Work item. Output the data that follows exactly, line for line.
+++
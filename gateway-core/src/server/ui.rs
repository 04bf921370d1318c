//! Control UI serving and security headers
//!
//! Every UI response carries a strict header set and a per-response CSP
//! nonce. The nonce is injected into `index.html` wherever the
//! `__CSP_NONCE__` placeholder appears, so inline bootstrap scripts run
//! while everything else stays locked down.

use base64::{engine::general_purpose::URL_SAFE_NO_PAD, Engine as _};
use rand::RngCore;

use crate::error::GatewayError;
use crate::server::http::Response;
use crate::server::Gateway;

/// Placeholder replaced with the fresh nonce on every response.
const NONCE_PLACEHOLDER: &str = "__CSP_NONCE__";

/// Minimal page served when no UI bundle is installed.
const FALLBACK_INDEX: &str = r#"<!doctype html>
<html>
<head><meta charset="utf-8"><title>OpenClaw Gateway</title></head>
<body>
<h1>OpenClaw Gateway</h1>
<p>The gateway is running. Install the Control UI bundle to use the browser interface.</p>
<script nonce="__CSP_NONCE__">/* bootstrap placeholder */</script>
</body>
</html>
"#;

fn fresh_nonce() -> String {
    let mut raw = [0u8; 16];
    rand::thread_rng().fill_bytes(&mut raw);
    URL_SAFE_NO_PAD.encode(raw)
}

/// The fixed header set for UI responses, parameterised by the nonce.
fn security_headers(nonce: &str) -> Vec<(String, String)> {
    let csp = format!(
        "default-src 'self'; script-src 'self' 'nonce-{nonce}'; style-src 'self' 'unsafe-inline'; \
         img-src 'self' data: blob:; connect-src 'self' ws: wss:; frame-ancestors 'none'"
    );
    vec![
        ("Content-Security-Policy".to_string(), csp),
        ("X-Frame-Options".to_string(), "DENY".to_string()),
        ("X-XSS-Protection".to_string(), "0".to_string()),
        (
            "Permissions-Policy".to_string(),
            "camera=(), microphone=(self), geolocation=(), payment=()".to_string(),
        ),
    ]
}

/// Serve `index.html` with headers and an injected nonce.
pub async fn serve_index(gateway: &Gateway) -> Result<Response, GatewayError> {
    let template = match &gateway.config.ui_dir {
        Some(dir) => tokio::fs::read_to_string(dir.join("index.html"))
            .await
            .unwrap_or_else(|_| FALLBACK_INDEX.to_string()),
        None => FALLBACK_INDEX.to_string(),
    };

    let nonce = fresh_nonce();
    let body = template.replace(NONCE_PLACEHOLDER, &nonce);

    let mut response = Response::html(200, body);
    for (name, value) in security_headers(&nonce) {
        response = response.header(&name, &value);
    }
    Ok(response)
}

#[cfg(test)]
mod tests {
    use super::*;
    use crate::server::GatewayConfig;
    use tempfile::TempDir;

    async fn test_gateway(dir: &TempDir) -> std::sync::Arc<Gateway> {
        let config = GatewayConfig {
            state_dir: dir.path().to_path_buf(),
            ..Default::default()
        };
        Gateway::new(config).await.unwrap()
    }

    #[tokio::test]
    async fn test_headers_present() {
        let dir = TempDir::new().unwrap();
        let gateway = test_gateway(&dir).await;
        let response = serve_index(&gateway).await.unwrap();

        let get = |name: &str| {
            response
                .headers
                .iter()
                .find(|(k, _)| k == name)
                .map(|(_, v)| v.clone())
                .unwrap()
        };
        assert_eq!(get("X-Frame-Options"), "DENY");
        assert_eq!(get("X-XSS-Protection"), "0");
        assert!(get("Permissions-Policy").contains("camera=()"));
        assert!(get("Permissions-Policy").contains("microphone=(self)"));

        let csp = get("Content-Security-Policy");
        assert!(csp.contains("frame-ancestors 'none'"));
        assert!(csp.contains("connect-src 'self' ws: wss:"));
        assert!(csp.contains("img-src 'self' data: blob:"));
        assert!(csp.contains("'nonce-"));
    }

    #[tokio::test]
    async fn test_nonce_injected_and_fresh() {
        let dir = TempDir::new().unwrap();
        let gateway = test_gateway(&dir).await;

        let first = serve_index(&gateway).await.unwrap();
        let second = serve_index(&gateway).await.unwrap();

        let body_first = String::from_utf8(first.body.clone()).unwrap();
        assert!(!body_first.contains(NONCE_PLACEHOLDER));

        let nonce_of = |r: &Response| {
            r.headers
                .iter()
                .find(|(k, _)| k == "Content-Security-Policy")
                .map(|(_, v)| v.split("'nonce-").nth(1).unwrap().split('\'').next().unwrap().to_string())
                .unwrap()
        };
        let n1 = nonce_of(&first);
        let n2 = nonce_of(&second);
        assert_ne!(n1, n2, "nonce must be fresh per response");
        assert!(body_first.contains(&n1), "body carries the same nonce as the header");
    }

    #[tokio::test]
    async fn test_custom_ui_dir() {
        let dir = TempDir::new().unwrap();
        let ui_dir = dir.path().join("ui");
        std::fs::create_dir_all(&ui_dir).unwrap();
        std::fs::write(
            ui_dir.join("index.html"),
            "<html><script nonce=\"__CSP_NONCE__\">app()</script></html>",
        )
        .unwrap();

        let config = GatewayConfig {
            state_dir: dir.path().to_path_buf(),
            ui_dir: Some(ui_dir),
            ..Default::default()
        };
        let gateway = Gateway::new(config).await.unwrap();
        let response = serve_index(&gateway).await.unwrap();
        let body = String::from_utf8(response.body).unwrap();
        assert!(body.contains("app()"));
        assert!(!body.contains(NONCE_PLACEHOLDER));
    }
}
+++
Response to the exercise.
filename gateway-core/src/server/ui.rs
repository 04bf921370d1318c
//! Control UI serving and security headers
//!
//! Every UI response carries a strict header set and a per-response CSP
//! nonce. The nonce is injected into `index.html` wherever the
//! `__CSP_NONCE__` placeholder appears, so inline bootstrap scripts run
//! while everything else stays locked down.

use base64::{engine::general_purpose::URL_SAFE_NO_PAD, Engine as _};
use rand::RngCore;

use crate::error::GatewayError;
use crate::server::http::Response;
use crate::server::Gateway;

/// Placeholder replaced with the fresh nonce on every response.
const NONCE_PLACEHOLDER: &str = "__CSP_NONCE__";

/// Minimal page served when no UI bundle is installed.
const FALLBACK_INDEX: &str = r#"<!doctype html>
<html>
<head><meta charset="utf-8"><title>OpenClaw Gateway</title></head>
<body>
<h1>OpenClaw Gateway</h1>
<p>The gateway is running. Install the Control UI bundle to use the browser interface.</p>
<script nonce="__CSP_NONCE__">/* bootstrap placeholder */</script>
</body>
</html>
"#;

fn fresh_nonce() -> String {
    let mut raw = [0u8; 16];
    rand::thread_rng().fill_bytes(&mut raw);
    URL_SAFE_NO_PAD.encode(raw)
}

/// The fixed header set for UI responses, parameterised by the nonce.
fn security_headers(nonce: &str) -> Vec<(String, String)> {
    let csp = format!(
        "default-src 'self'; script-src 'self' 'nonce-{nonce}'; style-src 'self' 'unsafe-inline'; \
         img-src 'self' data: blob:; connect-src 'self' ws: wss:; frame-ancestors 'none'"
    );
    vec![
        ("Content-Security-Policy".to_string(), csp),
        ("X-Frame-Options".to_string(), "DENY".to_string()),
        ("X-XSS-Protection".to_string(), "0".to_string()),
        (
            "Permissions-Policy".to_string(),
            "camera=(), microphone=(self), geolocation=(), payment=()".to_string(),
        ),
    ]
}

/// Serve `index.html` with headers and an injected nonce.
pub async fn serve_index(gateway: &Gateway) -> Result<Response, GatewayError> {
    let template = match &gateway.config.ui_dir {
        Some(dir) => tokio::fs::read_to_string(dir.join("index.html"))
            .await
            .unwrap_or_else(|_| FALLBACK_INDEX.to_string()),
        None => FALLBACK_INDEX.to_string(),
    };

    let nonce = fresh_nonce();
    let body = template.replace(NONCE_PLACEHOLDER, &nonce);

    let mut response = Response::html(200, body);
    for (name, value) in security_headers(&nonce) {
        response = response.header(&name, &value);
    }
    Ok(response)
}

#[cfg(test)]
mod tests {
    use super::*;
    use crate::server::GatewayConfig;
    use tempfile::TempDir;

    async fn test_gateway(dir: &TempDir) -> std::sync::Arc<Gateway> {
        let config = GatewayConfig {
            state_dir: dir.path().to_path_buf(),
            ..Default::default()
        };
        Gateway::new(config).await.unwrap()
    }

    #[tokio::test]
    async fn test_headers_present() {
        let dir = TempDir::new().unwrap();
        let gateway = test_gateway(&dir).await;
        let response = serve_index(&gateway).await.unwrap();

        let get = |name: &str| {
            response
                .headers
                .iter()
                .find(|(k, _)| k == name)
                .map(|(_, v)| v.clone())
                .unwrap()
        };
        assert_eq!(get("X-Frame-Options"), "DENY");
        assert_eq!(get("X-XSS-Protection"), "0");
        assert!(get("Permissions-Policy").contains("camera=()"));
        assert!(get("Permissions-Policy").contains("microphone=(self)"));

        let csp = get("Content-Security-Policy");
        assert!(csp.contains("frame-ancestors 'none'"));
        assert!(csp.contains("connect-src 'self' ws: wss:"));
        assert!(csp.contains("img-src 'self' data: blob:"));
        assert!(csp.contains("'nonce-"));
    }

    #[tokio::test]
    async fn test_nonce_injected_and_fresh() {
        let dir = TempDir::new().unwrap();
        let gateway = test_gateway(&dir).await;

        let first = serve_index(&gateway).await.unwrap();
        let second = serve_index(&gateway).await.unwrap();

        let body_first = String::from_utf8(first.body.clone()).unwrap();
        assert!(!body_first.contains(NONCE_PLACEHOLDER));

        let nonce_of = |r: &Response| {
            r.headers
                .iter()
                .find(|(k, _)| k == "Content-Security-Policy")
                .map(|(_, v)| v.split("'nonce-").nth(1).unwrap().split('\'').next().unwrap().to_string())
                .unwrap()
        };
        let n1 = nonce_of(&first);
        let n2 = nonce_of(&second);
        assert_ne!(n1, n2, "nonce must be fresh per response");
        assert!(body_first.contains(&n1), "body carries the same nonce as the header");
    }

    #[tokio::test]
    async fn test_custom_ui_dir() {
        let dir = TempDir::new().unwrap();
        let ui_dir = dir.path().join("ui");
        std::fs::create_dir_all(&ui_dir).unwrap();
        std::fs::write(
            ui_dir.join("index.html"),
            "<html><script nonce=\"__CSP_NONCE__\">app()</script></html>",
        )
        .unwrap();

        let config = GatewayConfig {
            state_dir: dir.path().to_path_buf(),
            ui_dir: Some(ui_dir),
            ..Default::default()
        };
        let gateway = Gateway::new(config).await.unwrap();
        let response = serve_index(&gateway).await.unwrap();
        let body = String::from_utf8(response.body).unwrap();
        assert!(body.contains("app()"));
        assert!(!body.contains(NONCE_PLACEHOLDER));
    }
}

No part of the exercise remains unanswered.